Der höchste Feiertag

Seit besagtem höchstem Feiertag der Republik Belarus sind zwar schon einige Wochen vergangen, ein Rückblick lohnt sich aber trotzdem. Es ist der Tag der Unabhängigkeit, begangen wird er am 3. Juli. Wovon wurde man unabhängig? Wer keine vertieften Belarus-Kenntnisse hat, der wird kurz nachdenken und wohl zu folgendem Schluss kommen. Belarus ist heute ein unabhängiger Staat, der früher zur Sowjetunion gehörte. Also wird man wohl dem Tag der Unabhängigkeitserklärung von der SU gedenken. Bis 1997 stimmte das, allerdings feierte man damals dreieinhalb Wochen später, am 27. Juli. An besagtem Tag erklärte sich Belarus 1990 für unabhängig. Warum dann heute der 3. Juli?000_0284

Auch dieser Tag ist schon lange ein besonderer Tag, zumindest in Minsk. Es war über Jahrzehnte der Tag des Stadtfestes. Gedacht wurde der Befreiung vom Hitler-Faschismus mit dem Sieg über die Okkupanten am 3. Juli 1944. In einem Land, in dem noch heute allein in Minsk sechs Lenin-Denkmäler stehen und der Präsidentenpalast an der Kreuzung von Marx- und Engels-Straße steht (kein Scherz) passte die Unabhängigkeitserklärung von der Sowjetunion 1997 nicht mehr ins Bild, und die Stadt Minsk musste ihr Stadtfest auf September verschieben. Der 3. Juli gehörte jetzt dem ganzen Land.

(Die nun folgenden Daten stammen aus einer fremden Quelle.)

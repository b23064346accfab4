//! Connection state machine.
//!
//! [`ConnectionSession`] tracks whether the remote service has accepted the
//! login and guards every mutating operation on that state. It never drives
//! I/O itself: requests go down through the [`Transport`] and their outcome
//! comes back as [`InboundEvent`]s handed to [`ConnectionSession::handle_event`]
//! by the session loop.
//!
//! The `connected` flag can be read and watched from anywhere but is only
//! written here, in response to `Success`, `Failure` and `Disconnected`.

mod media;

use std::collections::HashMap;
use std::path::PathBuf;
use std::sync::Arc;
use std::time::Duration;

use chatq_protocol::{
	EntityId, InboundEvent, LocationMessage, MediaKind, OutboundEntity, TextMessage, UploadRequest, VCardMessage,
	normalize_address,
};
use parking_lot::Mutex;
use tokio::sync::{broadcast, watch};

use crate::error::{Error, Result};
use crate::extension::SessionExtension;
use crate::transport::Transport;
use crate::upload::{MediaEvent, MediaUploader};

const MEDIA_CHANNEL_CAPACITY: usize = 256;

/// Media send waiting for its upload result.
#[derive(Debug, Clone)]
struct PendingMedia {
	kind: MediaKind,
	jid: String,
	path: PathBuf,
	caption: Option<String>,
}

/// Session with the remote messaging service.
pub struct ConnectionSession {
	own_jid: String,
	connected: watch::Sender<bool>,
	transport: Arc<dyn Transport>,
	uploader: Arc<dyn MediaUploader>,
	pending_media: Mutex<HashMap<EntityId, PendingMedia>>,
	media_tx: broadcast::Sender<MediaEvent>,
	extensions: Vec<Arc<dyn SessionExtension>>,
}

impl ConnectionSession {
	/// Creates a disconnected session for the account `own_jid`.
	pub fn new(own_jid: impl Into<String>, transport: Arc<dyn Transport>, uploader: Arc<dyn MediaUploader>) -> Self {
		let (connected, _) = watch::channel(false);
		let (media_tx, _) = broadcast::channel(MEDIA_CHANNEL_CAPACITY);
		Self {
			own_jid: own_jid.into(),
			connected,
			transport,
			uploader,
			pending_media: Mutex::new(HashMap::new()),
			media_tx,
			extensions: Vec::new(),
		}
	}

	pub fn with_extensions(mut self, extensions: Vec<Arc<dyn SessionExtension>>) -> Self {
		self.extensions = extensions;
		self
	}

	pub fn own_jid(&self) -> &str {
		&self.own_jid
	}

	pub(crate) fn transport(&self) -> &Arc<dyn Transport> {
		&self.transport
	}

	pub fn extensions(&self) -> &[Arc<dyn SessionExtension>] {
		&self.extensions
	}

	pub fn is_connected(&self) -> bool {
		*self.connected.borrow()
	}

	/// Receiver that observes every change of the `connected` flag.
	pub fn subscribe_connected(&self) -> watch::Receiver<bool> {
		self.connected.subscribe()
	}

	/// Waits until `connected` equals `state`.
	///
	/// # Errors
	///
	/// Returns [`Error::Timeout`] if the state is not reached within `timeout`.
	pub async fn wait_connected(&self, state: bool, timeout: Duration) -> Result<()> {
		let mut rx = self.connected.subscribe();
		match tokio::time::timeout(timeout, rx.wait_for(|c| *c == state)).await {
			Ok(Ok(_)) => Ok(()),
			Ok(Err(_)) => Err(Error::ChannelClosed),
			Err(_) => Err(Error::Timeout(format!("connected={state} not reached within {timeout:?}"))),
		}
	}

	/// Receiver for upload progress, completed media sends and upload failures.
	pub fn subscribe_media(&self) -> broadcast::Receiver<MediaEvent> {
		self.media_tx.subscribe()
	}

	/// Number of media sends still waiting for an upload result.
	pub fn pending_media(&self) -> usize {
		self.pending_media.lock().len()
	}

	/// Issues a login request.
	///
	/// Returns `false` without any I/O if already connected. The outcome of
	/// the login arrives later as a `Success` or `Failure` event.
	pub fn connect(&self) -> Result<bool> {
		if self.is_connected() {
			tracing::warn!(target: "chatq::session", "Already connected, disconnect first");
			return Ok(false);
		}
		self.transport.connect()?;
		tracing::debug!(target: "chatq::session", "connect requested");
		Ok(true)
	}

	/// Broadcasts a disconnect request.
	///
	/// `connected` flips on the `Disconnected` event that follows, not here.
	pub fn disconnect(&self) -> Result<bool> {
		self.require_connected("disconnect")?;
		self.transport.disconnect()?;
		tracing::debug!(target: "chatq::session", "disconnect requested");
		Ok(true)
	}

	pub fn send_message(&self, number: &str, content: &str) -> Result<TextMessage> {
		self.require_connected("send_message")?;
		let message = TextMessage {
			id: EntityId::generate(),
			to: normalize_address(number),
			body: content.to_string(),
		};
		self.emit(OutboundEntity::Text(message.clone()))?;
		Ok(message)
	}

	/// Requests an image upload. Returns the upload request id; the image
	/// message itself is reported on the media channel once sent.
	pub fn send_image(&self, number: &str, path: impl Into<PathBuf>, caption: Option<String>) -> Result<EntityId> {
		self.require_connected("send_image")?;
		self.request_upload(MediaKind::Image, number, path.into(), caption)
	}

	/// Requests an audio upload. See [`ConnectionSession::send_image`].
	pub fn send_audio(&self, number: &str, path: impl Into<PathBuf>) -> Result<EntityId> {
		self.require_connected("send_audio")?;
		self.request_upload(MediaKind::Audio, number, path.into(), None)
	}

	pub fn send_location(
		&self,
		number: &str,
		name: &str,
		url: &str,
		latitude: f64,
		longitude: f64,
	) -> Result<LocationMessage> {
		self.require_connected("send_location")?;
		let message = LocationMessage {
			id: EntityId::generate(),
			to: normalize_address(number),
			name: name.to_string(),
			url: url.to_string(),
			latitude,
			longitude,
		};
		self.emit(OutboundEntity::Location(message.clone()))?;
		Ok(message)
	}

	pub fn send_vcard(&self, number: &str, name: &str, data: &str) -> Result<VCardMessage> {
		self.require_connected("send_vcard")?;
		let message = VCardMessage {
			id: EntityId::generate(),
			to: normalize_address(number),
			name: name.to_string(),
			data: data.to_string(),
		};
		self.emit(OutboundEntity::VCard(message.clone()))?;
		Ok(message)
	}

	/// Applies one inbound event.
	///
	/// Only `Success`, `Failure` and `Disconnected` change `connected`.
	/// Messages and receipts are acked; acks are logged. Upload results
	/// continue pending media sends.
	///
	/// # Errors
	///
	/// [`Error::ConnectionRequired`] for a message, receipt or ack arriving
	/// while disconnected; transport errors from sending the reply ack.
	pub fn handle_event(self: &Arc<Self>, event: InboundEvent) -> Result<()> {
		for ext in &self.extensions {
			ext.on_inbound(&event);
		}

		match event {
			InboundEvent::Success => {
				self.connected.send_replace(true);
				tracing::info!(target: "chatq::session", jid = %self.own_jid, "Logged in");
			}
			InboundEvent::Failure { reason } => {
				self.connected.send_replace(false);
				tracing::error!(target: "chatq::session", %reason, "Login Failed");
			}
			InboundEvent::Disconnected { reason } => {
				self.connected.send_replace(false);
				tracing::info!(target: "chatq::session", reason = reason.as_deref().unwrap_or("unknown"), "Disconnected");
			}
			InboundEvent::Message(message) => {
				self.require_connected("on_message")?;
				tracing::debug!(target: "chatq::session", id = %message.id, from = %message.from, "message received");
				self.emit(OutboundEntity::Ack(message.ack()))?;
			}
			InboundEvent::Receipt(receipt) => {
				self.require_connected("on_receipt")?;
				tracing::debug!(target: "chatq::session", id = %receipt.id, from = %receipt.from, "receipt received");
				self.emit(OutboundEntity::Ack(receipt.ack()))?;
			}
			InboundEvent::Ack(ack) => {
				self.require_connected("on_ack")?;
				tracing::debug!(target: "chatq::session", id = %ack.id, class = ?ack.class, "ack received");
			}
			InboundEvent::UploadResult(result) => self.on_upload_result(result),
			InboundEvent::UploadError { request_id, reason } => self.on_upload_error(request_id, reason),
		}
		Ok(())
	}

	fn require_connected(&self, operation: &'static str) -> Result<()> {
		if self.is_connected() {
			Ok(())
		} else {
			Err(Error::ConnectionRequired { operation })
		}
	}

	fn request_upload(&self, kind: MediaKind, number: &str, path: PathBuf, caption: Option<String>) -> Result<EntityId> {
		let request = UploadRequest {
			id: EntityId::generate(),
			kind,
			path: path.clone(),
		};
		let id = request.id.clone();
		self.pending_media.lock().insert(
			id.clone(),
			PendingMedia {
				kind,
				jid: normalize_address(number),
				path,
				caption,
			},
		);

		if let Err(e) = self.emit(OutboundEntity::UploadRequest(request)) {
			self.pending_media.lock().remove(&id);
			return Err(e);
		}
		tracing::debug!(target: "chatq::media", id = %id, %kind, "upload requested");
		Ok(id)
	}

	fn emit(&self, entity: OutboundEntity) -> Result<()> {
		for ext in &self.extensions {
			ext.on_outbound(&entity);
		}
		self.transport.send(entity)
	}
}
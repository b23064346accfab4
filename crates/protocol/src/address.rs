//! Address normalization for outbound entities.
//!
//! Destination numbers arrive from task arguments in loose form (`"341234567"`,
//! `"341234567-1446578937"` for groups). The remote side only accepts fully
//! qualified addresses, so every outbound entity goes through
//! [`normalize_address`] first.

/// Suffix appended to direct peer numbers.
pub const PEER_SUFFIX: &str = "@s.whatsapp.net";

/// Suffix appended to group identifiers (those containing a hyphen).
pub const GROUP_SUFFIX: &str = "@g.us";

/// Returns the fully qualified address for `number`.
///
/// Input that already carries an `@` separator is returned unchanged. Group
/// identifiers contain a hyphen and receive [`GROUP_SUFFIX`]; anything else is
/// treated as a direct peer and receives [`PEER_SUFFIX`].
pub fn normalize_address(number: &str) -> String {
	if number.contains('@') {
		number.to_string()
	} else if number.contains('-') {
		format!("{number}{GROUP_SUFFIX}")
	} else {
		format!("{number}{PEER_SUFFIX}")
	}
}

#[cfg(test)]
mod tests {
	use super::*;

	#[test]
	fn peer_number_gets_peer_suffix() {
		assert_eq!(normalize_address("341234567"), "341234567@s.whatsapp.net");
	}

	#[test]
	fn hyphenated_number_is_a_group() {
		assert_eq!(normalize_address("123-456"), "123-456@g.us");
	}

	#[test]
	fn qualified_address_is_unchanged() {
		assert_eq!(normalize_address("a@b"), "a@b");
		assert_eq!(normalize_address("123-456@g.us"), "123-456@g.us");
	}

	#[test]
	fn separator_wins_over_hyphen() {
		assert_eq!(normalize_address("12-34@s.whatsapp.net"), "12-34@s.whatsapp.net");
	}
}
//! Media upload collaborator and the media observability channel.

use std::path::PathBuf;
use std::sync::Arc;

use async_trait::async_trait;
use chatq_protocol::{EntityId, MediaMessage};

use crate::error::Result;

/// Progress callback, called with a percentage in `0..=100`.
pub type ProgressFn = Arc<dyn Fn(u8) + Send + Sync>;

/// One upload to perform, derived from an upload result.
#[derive(Debug, Clone, PartialEq)]
pub struct UploadJob {
	pub request_id: EntityId,
	/// Destination address of the media message that follows.
	pub jid: String,
	pub own_jid: String,
	pub path: PathBuf,
	/// Upload location returned by the remote side.
	pub url: String,
	pub resume_offset: u64,
}

/// Moves media bytes to the location an upload result names.
#[async_trait]
pub trait MediaUploader: Send + Sync {
	/// Uploads `job.path` and returns the url the media message should carry.
	async fn upload(&self, job: UploadJob, progress: ProgressFn) -> Result<String>;
}

/// Uploader that reports progress and succeeds without moving bytes.
#[derive(Debug, Default, Clone, Copy)]
pub struct LoopbackUploader;

#[async_trait]
impl MediaUploader for LoopbackUploader {
	async fn upload(&self, job: UploadJob, progress: ProgressFn) -> Result<String> {
		for percent in [0, 50, 100] {
			progress(percent);
			tokio::task::yield_now().await;
		}
		Ok(job.url)
	}
}

/// Media side channel event. Media sends never report through their return value.
#[derive(Debug, Clone, PartialEq)]
pub enum MediaEvent {
	Progress {
		request_id: EntityId,
		path: PathBuf,
		jid: String,
		percent: u8,
	},
	/// The media message went out.
	Sent { request_id: EntityId, message: MediaMessage },
	UploadFailed {
		request_id: EntityId,
		path: PathBuf,
		jid: String,
		reason: String,
	},
}

impl MediaEvent {
	pub fn request_id(&self) -> &EntityId {
		match self {
			MediaEvent::Progress { request_id, .. }
			| MediaEvent::Sent { request_id, .. }
			| MediaEvent::UploadFailed { request_id, .. } => request_id,
		}
	}
}

#[cfg(test)]
mod tests {
	use parking_lot::Mutex;

	use super::*;

	#[tokio::test]
	async fn loopback_uploader_reports_progress_and_returns_url() {
		let seen = Arc::new(Mutex::new(Vec::new()));
		let sink = Arc::clone(&seen);
		let progress: ProgressFn = Arc::new(move |p| sink.lock().push(p));

		let job = UploadJob {
			request_id: EntityId::from("1-1"),
			jid: "341234567@s.whatsapp.net".to_string(),
			own_jid: "34999@s.whatsapp.net".to_string(),
			path: PathBuf::from("/tmp/cat.jpg"),
			url: "https://media.loopback/image/1-1".to_string(),
			resume_offset: 0,
		};

		let url = LoopbackUploader.upload(job, progress).await.unwrap();
		assert_eq!(url, "https://media.loopback/image/1-1");
		assert_eq!(*seen.lock(), vec![0, 50, 100]);
	}
}
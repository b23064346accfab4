//! Queue-schedulable actions and the envelopes that carry them.

use std::fmt;
use std::path::PathBuf;
use std::sync::atomic::{AtomicU64, Ordering};

use chatq_protocol::{EntityId, OutboundEntity};
use chatq_runtime::LoopExit;
use serde::{Deserialize, Serialize};

static NEXT_TASK_ID: AtomicU64 = AtomicU64::new(1);

/// Session operation exposed at the queue boundary.
///
/// Deserialized from JSON lines such as
/// `{"action": "send_message", "number": "341234567", "content": "hi"}`.
#[derive(Debug, Clone, PartialEq, Serialize, Deserialize)]
#[serde(tag = "action", rename_all = "snake_case")]
pub enum Action {
	/// Take ownership of the session loop for one invocation.
	Start,
	Connect,
	Disconnect,
	SendMessage {
		number: String,
		content: String,
	},
	SendImage {
		number: String,
		path: PathBuf,
		#[serde(default, skip_serializing_if = "Option::is_none")]
		caption: Option<String>,
	},
	SendAudio {
		number: String,
		path: PathBuf,
	},
	SendLocation {
		number: String,
		name: String,
		url: String,
		latitude: f64,
		longitude: f64,
	},
	#[serde(rename = "send_vcard")]
	SendVCard {
		number: String,
		name: String,
		data: String,
	},
}

impl Action {
	pub fn name(&self) -> &'static str {
		match self {
			Action::Start => "start",
			Action::Connect => "connect",
			Action::Disconnect => "disconnect",
			Action::SendMessage { .. } => "send_message",
			Action::SendImage { .. } => "send_image",
			Action::SendAudio { .. } => "send_audio",
			Action::SendLocation { .. } => "send_location",
			Action::SendVCard { .. } => "send_vcard",
		}
	}

	/// Whether the session must be connected for this action to succeed.
	pub fn requires_connection(&self) -> bool {
		!matches!(self, Action::Start | Action::Connect)
	}

	/// Whether the action only runs while a loop is listening.
	///
	/// Everything but `start` is admitted this way; `start` is what makes the loop listen.
	pub fn requires_listening(&self) -> bool {
		!matches!(self, Action::Start)
	}
}

/// Task identifier, stable across retries.
#[derive(Debug, Clone, Copy, PartialEq, Eq, Hash, PartialOrd, Ord, Serialize, Deserialize)]
#[serde(transparent)]
pub struct TaskId(u64);

impl TaskId {
	pub fn next() -> Self {
		Self(NEXT_TASK_ID.fetch_add(1, Ordering::Relaxed))
	}
}

impl fmt::Display for TaskId {
	fn fmt(&self, f: &mut fmt::Formatter<'_>) -> fmt::Result {
		write!(f, "task-{}", self.0)
	}
}

/// One unit of queued work.
#[derive(Debug, Clone, PartialEq)]
pub struct TaskEnvelope {
	pub id: TaskId,
	pub action: Action,
	/// Queue the task was delivered on. Retries go back to the same queue.
	pub queue: String,
	/// Number of times the task has been rescheduled.
	pub retries: u32,
}

impl TaskEnvelope {
	pub fn new(action: Action, queue: impl Into<String>) -> Self {
		Self {
			id: TaskId::next(),
			action,
			queue: queue.into(),
			retries: 0,
		}
	}

	/// The same task, one retry further along.
	pub fn into_retry(self) -> Self {
		Self {
			retries: self.retries + 1,
			..self
		}
	}
}

/// Successful result of an action.
#[derive(Debug, Clone, PartialEq, Serialize)]
#[serde(tag = "kind", content = "value", rename_all = "snake_case")]
pub enum ActionOutput {
	/// `start` found a loop already running.
	AlreadyListening,
	/// `start` ran a loop invocation to completion.
	LoopFinished(LoopExit),
	/// Plain acknowledgement.
	Accepted(bool),
	/// The outbound entity that was sent.
	Entity(OutboundEntity),
	/// Derived identifier, e.g. the upload request id of a media send.
	Id(EntityId),
}
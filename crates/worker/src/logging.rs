use tracing_subscriber::EnvFilter;
use tracing_subscriber::fmt::writer::MakeWriterExt;

pub fn init_logging(verbosity: u8) {
	// stdout carries task results, so logs always go to stderr
	let filter = match verbosity {
		0 => "warn",
		1 => "info",
		2 => "debug",
		_ => "trace",
	};

	let env_filter = EnvFilter::try_from_default_env().unwrap_or_else(|_| EnvFilter::new(filter));

	let stderr = std::io::stderr.with_max_level(tracing::Level::TRACE);

	tracing_subscriber::fmt()
		.with_env_filter(env_filter)
		.with_writer(stderr)
		.with_target(true)
		.with_level(true)
		.compact()
		.init();
}
//! Queue consumers.

use std::sync::Arc;
use std::time::Duration;

use chatq_runtime::Result;
use tokio::task::JoinHandle;

use crate::action::{Action, TaskId};
use crate::dispatcher::{Dispatcher, TaskOutcome};
use crate::queue::{ResultStore, SharedReceiver, TaskState};
use crate::step::WorkerStep;

/// How long shutdown waits for the loop to observe its disconnect.
const SHUTDOWN_GRACE: Duration = Duration::from_secs(2);

/// A started worker: the shared step plus `concurrency` consumers per queue.
pub struct Worker {
	step: WorkerStep,
	consumers: Vec<JoinHandle<()>>,
}

impl Worker {
	pub fn spawn(step: WorkerStep) -> Self {
		let concurrency = step.config().concurrency;
		let mut consumers = Vec::new();
		for queue in step.queue().queue_names() {
			let Some(rx) = step.queue().receiver(queue) else {
				continue;
			};
			for n in 0..concurrency {
				let dispatcher = Arc::clone(step.dispatcher());
				let results = Arc::clone(step.queue().results());
				let rx = Arc::clone(&rx);
				let queue = queue.to_string();
				consumers.push(tokio::spawn(async move {
					consume(rx, dispatcher, results).await;
					tracing::debug!(target: "chatq::worker", %queue, consumer = n, "consumer stopped");
				}));
			}
		}
		tracing::info!(target: "chatq::worker", consumers = consumers.len(), "worker started");
		Self { step, consumers }
	}

	pub fn step(&self) -> &WorkerStep {
		&self.step
	}

	pub fn submit(&self, action: Action) -> Result<TaskId> {
		self.step.queue().submit(action)
	}

	/// Waits for the final state of task `id`.
	pub async fn wait(&self, id: TaskId, timeout: Duration) -> Result<TaskState> {
		self.step.queue().results().wait(id, timeout).await
	}

	/// Runs the stop step, gives the loop a moment to exit, then stops the consumers.
	pub async fn shutdown(self) -> Result<()> {
		let stopped = self.step.stop();

		let mut listening = self.step.session_loop().subscribe_listening();
		if tokio::time::timeout(SHUTDOWN_GRACE, listening.wait_for(|l| !*l)).await.is_err() {
			tracing::warn!(target: "chatq::worker", "session loop still running, cancelling it");
		}

		for consumer in &self.consumers {
			consumer.abort();
		}
		for consumer in self.consumers {
			let _ = consumer.await;
		}
		stopped
	}
}

async fn consume(rx: SharedReceiver, dispatcher: Arc<Dispatcher>, results: Arc<ResultStore>) {
	loop {
		let task = rx.lock().await.recv().await;
		let Some(task) = task else {
			break;
		};

		let id = task.id;
		let action = task.action.name();
		let state = match dispatcher.execute(task).await {
			Ok(TaskOutcome::Completed(output)) => {
				tracing::debug!(target: "chatq::worker", task = %id, action, "task succeeded");
				TaskState::Succeeded { output }
			}
			Ok(TaskOutcome::Retried { attempt, .. }) => TaskState::Retrying { attempt },
			Err(e) => {
				tracing::warn!(target: "chatq::worker", task = %id, action, error = %e, "task failed");
				TaskState::Failed { error: e.to_string() }
			}
		};
		results.record(id, state);
	}
}
//! In-process task queue.
//!
//! Stands in for the external broker: named queues backed by unbounded
//! MPSC channels, delayed delivery through a software timer and a result
//! store keyed by task id. Consumers of a queue share its receiver.

mod results;

pub use results::{ResultStore, TaskState};

use std::collections::HashMap;
use std::sync::Arc;
use std::time::Duration;

use chatq_runtime::{Error, Result};
use tokio::sync::{Mutex as TokioMutex, mpsc};

use crate::action::{Action, TaskEnvelope, TaskId};
use crate::dispatcher::Scheduler;

/// Receiver half of a queue, shared by all of its consumers.
pub type SharedReceiver = Arc<TokioMutex<mpsc::UnboundedReceiver<TaskEnvelope>>>;

struct Channel {
	tx: mpsc::UnboundedSender<TaskEnvelope>,
	rx: SharedReceiver,
}

pub struct TaskQueue {
	default_queue: String,
	channels: HashMap<String, Channel>,
	results: Arc<ResultStore>,
}

impl TaskQueue {
	/// Creates one channel per name. The first name is the default queue.
	///
	/// # Errors
	///
	/// Returns [`Error::Configuration`] if `names` is empty.
	pub fn new(names: &[String]) -> Result<Self> {
		let default_queue = names
			.first()
			.cloned()
			.ok_or_else(|| Error::Configuration("at least one queue is required".to_string()))?;
		let channels = names
			.iter()
			.map(|name| {
				let (tx, rx) = mpsc::unbounded_channel();
				(
					name.clone(),
					Channel {
						tx,
						rx: Arc::new(TokioMutex::new(rx)),
					},
				)
			})
			.collect();
		Ok(Self {
			default_queue,
			channels,
			results: Arc::new(ResultStore::default()),
		})
	}

	pub fn default_queue(&self) -> &str {
		&self.default_queue
	}

	pub fn queue_names(&self) -> impl Iterator<Item = &str> {
		self.channels.keys().map(String::as_str)
	}

	pub fn results(&self) -> &Arc<ResultStore> {
		&self.results
	}

	pub fn receiver(&self, queue: &str) -> Option<SharedReceiver> {
		self.channels.get(queue).map(|c| Arc::clone(&c.rx))
	}

	/// Enqueues `action` on the default queue.
	pub fn submit(&self, action: Action) -> Result<TaskId> {
		let queue = self.default_queue.clone();
		self.submit_to(&queue, action)
	}

	pub fn submit_to(&self, queue: &str, action: Action) -> Result<TaskId> {
		let task = TaskEnvelope::new(action, queue);
		let id = task.id;
		self.schedule(task, Duration::ZERO)?;
		Ok(id)
	}

	fn sender(&self, queue: &str) -> Result<&mpsc::UnboundedSender<TaskEnvelope>> {
		self.channels
			.get(queue)
			.map(|c| &c.tx)
			.ok_or_else(|| Error::Configuration(format!("unknown queue '{queue}'")))
	}
}

impl Scheduler for TaskQueue {
	fn schedule(&self, task: TaskEnvelope, countdown: Duration) -> Result<()> {
		let tx = self.sender(&task.queue)?.clone();
		if task.retries == 0 {
			self.results.record(task.id, TaskState::Pending);
		}

		if countdown.is_zero() {
			return tx.send(task).map_err(|_| Error::ChannelClosed);
		}

		tokio::spawn(async move {
			tokio::time::sleep(countdown).await;
			if let Err(e) = tx.send(task) {
				tracing::warn!(target: "chatq::queue", task = %e.0.id, "queue closed before delayed delivery");
			}
		});
		Ok(())
	}
}

#[cfg(test)]
mod tests;
//! Worker configuration.
//!
//! Two inputs: the credentials (see [`credentials`]) and an optional JSON
//! worker configuration. Every JSON field has a default, so `{}` is a
//! valid configuration.

pub mod credentials;

pub use credentials::{Credentials, parse_key_values, resolve_credentials};

use std::path::{Path, PathBuf};
use std::time::Duration;

use chatq_runtime::{Error, LoopOptions, Result};
use serde::{Deserialize, Serialize};

use crate::dispatcher::RetryPolicy;

/// The `start` action occupies one consumer for the loop's lifetime.
pub const MIN_CONCURRENCY: usize = 2;

#[derive(Debug, Clone, PartialEq, Serialize, Deserialize)]
#[serde(default, deny_unknown_fields)]
pub struct WorkerConfig {
	pub queues: Vec<String>,
	/// Consumer tasks per queue.
	pub concurrency: usize,
	pub loop_timeout_secs: u64,
	pub auto_connect: bool,
	pub detached_delay_ms: u64,
	pub retry_delay_ms: u64,
	pub max_retries: u32,
	/// Credentials file used when neither a login nor a config file is given.
	pub credentials_file: Option<PathBuf>,
	/// Extension names resolved at startup.
	pub extensions: Vec<String>,
	pub encryption: bool,
}

impl Default for WorkerConfig {
	fn default() -> Self {
		Self {
			queues: vec!["default".to_string()],
			concurrency: MIN_CONCURRENCY,
			loop_timeout_secs: 10,
			auto_connect: false,
			detached_delay_ms: 200,
			retry_delay_ms: 500,
			max_retries: 3,
			credentials_file: None,
			extensions: Vec::new(),
			encryption: true,
		}
	}
}

impl WorkerConfig {
	/// Loads and validates a JSON worker configuration.
	pub fn load(path: &Path) -> Result<Self> {
		let text = std::fs::read_to_string(path)
			.map_err(|e| Error::Configuration(format!("cannot read worker config {}: {e}", path.display())))?;
		let config: Self = serde_json::from_str(&text)
			.map_err(|e| Error::Configuration(format!("invalid worker config {}: {e}", path.display())))?;
		config.validate()?;
		Ok(config)
	}

	pub fn validate(&self) -> Result<()> {
		if self.queues.is_empty() || self.queues.iter().any(|q| q.trim().is_empty()) {
			return Err(Error::Configuration("queues must be non-empty names".to_string()));
		}
		if self.concurrency < MIN_CONCURRENCY {
			return Err(Error::Configuration(format!(
				"concurrency must be at least {MIN_CONCURRENCY}, got {}",
				self.concurrency
			)));
		}
		if self.loop_timeout_secs == 0 {
			return Err(Error::Configuration("loop_timeout_secs must be positive".to_string()));
		}
		Ok(())
	}

	pub fn loop_options(&self) -> LoopOptions {
		LoopOptions {
			timeout: Duration::from_secs(self.loop_timeout_secs),
			auto_connect: self.auto_connect,
		}
	}

	pub fn detached_delay(&self) -> Duration {
		Duration::from_millis(self.detached_delay_ms)
	}

	pub fn retry_policy(&self) -> RetryPolicy {
		RetryPolicy {
			delay: Duration::from_millis(self.retry_delay_ms),
			max_retries: self.max_retries,
		}
	}
}

#[cfg(test)]
mod tests;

Schon in den Wochen vor diesem Tag wird Minsk – und wohl das ganze Land – in bunten Farben und mit großen Spruchbändern geschmückt. Ähnliches passiert auch zu anderen Feiertagen, aber nicht ganz in diesem Umfang. An hohen Gebäuden werden in ganzer Länge die Fassaden mit Plakaten zugehangen, die Anstreichtrupps streichen alles was nicht bei drei auf den Bäumen ist neu an. Alles wird herausgeputzt.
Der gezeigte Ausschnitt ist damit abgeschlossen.